Read the lines below, and copy any that contain the string "debug".
____ INPUT DATA
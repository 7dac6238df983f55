use std::sync::Arc;
use std::time::Duration;

use tracing::{debug, info, warn};

use crate::engine::Engine;

const SWEEP_INTERVAL: Duration = Duration::from_secs(60);

/// Background task that compacts the WAL once enough appends have
/// accumulated. Compaction also drops partitions past the retention horizon.
pub async fn run_compactor(engine: Arc<Engine>, threshold: u64) {
    let mut interval = tokio::time::interval(SWEEP_INTERVAL);
    loop {
        interval.tick().await;
        let appends = engine.wal_appends_since_compact().await;
        if appends < threshold {
            debug!("compactor idle: {appends}/{threshold} appends");
            continue;
        }
        match engine.compact_wal().await {
            Ok(()) => info!("compacted WAL after {appends} appends"),
            Err(e) => warn!("WAL compaction failed: {e}"),
        }
    }
}
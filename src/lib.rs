pub mod api;
pub mod auth;
pub mod clock;
pub mod directory;
pub mod engine;
pub mod limits;
pub mod model;
pub mod notify;
pub mod observability;
pub mod slots;
pub mod sweeper;
pub mod token;
pub mod wal;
________
### COMPLETED TASK
use tracing::{debug, info, warn};
            debug!("compactor idle: {appends}/{threshold} appends");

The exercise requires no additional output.